I backed the KS for this, and downloaded the PDF, I believe, on the day it came out. I also received the boxed set. I like the physical contents of the box and the box itself; I like that I have vehicle cards for chases; and the erasable character cards look like great tools for convention play. I like the counters, too, and can easily imagine a tabletop arrangement with a consistent look of red and black, counter representing cards racing through city streets, all supporting espionage adventures.
And then I read the rules and tried to make sense of them.
I think presentation of the rules suffers from two major issues, both of which greatly inhibited my ability to understand them and to imagine how they'd work at the table. First, they are really poorly organized. The core mechanic, or that which passes for it, isn't fully explained until about halfway through the book, well after the too-long character generation section, meaning that when reading it cover to cover, by the time you're deep in the chargen weeds you still really don't know how the stats and skills and such actually work. Other reviewers have pointed out missing tables and 'dead references,' and there are those, too, but my bigger issue was in how the rules were laid out: they are chopped into pieces and spread throughout the book, making it hard to conceptualize the game as a whole, and I've read the book alomst twice already.
The other major issue with the rules is the lack of examples. There are a number of examples of rules in play, as is common in games over the last decade plus, but the writers were really inconsistent in which rules they decided to explain through examples, providing them for what I considered to be the easy, obvious stuff, but not doing so when it would have been really helpful.

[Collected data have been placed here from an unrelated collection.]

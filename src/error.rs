//! Error types for the feature state store.

use thiserror::Error;

/// Main error type for feature state operations.
#[derive(Debug, Error)]
pub enum StateError {
    /// The top-level state handed to an update was not an object.
    #[error("Feature state must be an object (layer {source_layer:?}, feature {feature_id:?})")]
    NotAnObject {
        source_layer: String,
        feature_id: String,
    },

    #[error("Invalid JSON state: {0}")]
    InvalidJson(String),
}

impl From<serde_json::Error> for StateError {
    fn from(e: serde_json::Error) -> Self {
        StateError::InvalidJson(e.to_string())
    }
}

/// Result type for feature state operations.
pub type Result<T> = std::result::Result<T, StateError>;
//! Tile-side consumers of feature state.
//!
//! Tiles receive feature state in two shapes, both as a
//! [`LayeredFeatureStates`](crate::LayeredFeatureStates) table:
//! - The full committed table, once, when the tile is created
//! - Change batches after each coalesce, carrying the merged properties of
//!   every feature that changed
//!
//! [`TileFeatureState`] is a tile's cached copy. [`ChannelConsumer`] forwards
//! batches to tiles that live on another thread.
//!
//! # Example
//!
//! ```ignore
//! let (consumer, receiver) = ChannelConsumer::bounded(16);
//! let mut tiles = vec![consumer];
//! store.coalesce_changes(tiles.iter_mut());
//!
//! // On the render thread
//! let mut cache = TileFeatureState::new();
//! drain_into(&receiver, &mut cache);
//! ```

mod channel;
mod consumer;

pub use channel::{drain_into, ChannelConsumer};
pub use consumer::{FeatureStateConsumer, TileFeatureState};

Beyond the presentation of the rules, I am not thrilled with the rules themselves. I like the idea of "Lucky 13" as a core mechanic, of sorts, but the reality is that there isn't a core mechanic - not in the sense of what you'd find in WOD or d20 or 2d20 or Savage Worlds. Most times you roll an attribute die + skill die + maybe something else die (for equipment used or a GM deciding to give you a boost...but there's no real explanation for why or how the GM would do this), and meet or beat 13. Sounds simple, right? But wait...sometimes it's not 13...sometimes it's higher, and can increase based on player dice failures (yes, you read that correctly: when the dice are not friendly, the game gets mechanically harder by raising the baseline difficulty for everything). And sometimes the GM can shift your dice up or down a type - as in, you have a d8 for a skill but because of the situation you get downgraded to a d6. And remember that third die? Well, if you have an "asset," like a good weapon or something like that, it'll have a die rating to use (and there's virtually no guidance on how to decide what these ratings should be on things outside of the book), and you add that to your pool. If you lack an asset, the GM can opt to give you a "Decision Die," which is bigger for easier tasks and smaller, down to d4, for harder tasks. Your GM might decide to give you this, or not. And so if you have a d6 for a stat (average) and a good skill (d8) and no asset, and your GM decides to not give you a Decision Die...good luck rolling 13 or 14 on d6+d8.
Thus, there are three different ways to adjust task difficulty: change the types of dice to be rolled, change the number of dice to be rolled, or change the target number to be meet or beat. That's not a core mechanic: that's a grab-bag of different probabilities, with no guidnace in the book as to how and when to use them gracefully. Note: there is no GM section at all.
Beyond the lack of a coheremt core mechanic (how very 80s of the designers), there are multiple crunchy subsystems for car chases, underwater fighting, underwater shooting, and so on. Through these there is a clear simulationist thread shot through the game, with an unncessary amount of complexity - coupled with few and inconsistent examples - adding nothing that seems enjoyable to the play experience.
I have no idea whom the designers worked with as they edited and revised the game outside their circle, but this smacks of a rush job, with many rough edges...essentially this feels like a Beta test rather than a finished product. I've no idea and I will not conjecture as to why there is no GM's section, zero setting information (zero aside from mentioning the shadowy "ICON" for which everyone works), few examples of rules in action, and missing tables and referenced content.
I'm disappointed, really, because I was looking forward to this and assumed that it would be a reboot that took into account the developments in rules systems over the decades, and would faithfully stick to balance point between gritty espionage and Bond-style action that the original two games sought to maintain. I'm not sure what kind of a game, in terms of story, this seeks to be, as it's just a book and box full of rules. And I'm not sure how this game will operate at the table because I'm still trying to figure out how the system works.
Although I would have been frustrated by a delay, I'd rather have been told that the game was going to take another few months to get right, instead of getting this, which offers a lot of potential but comes up really short.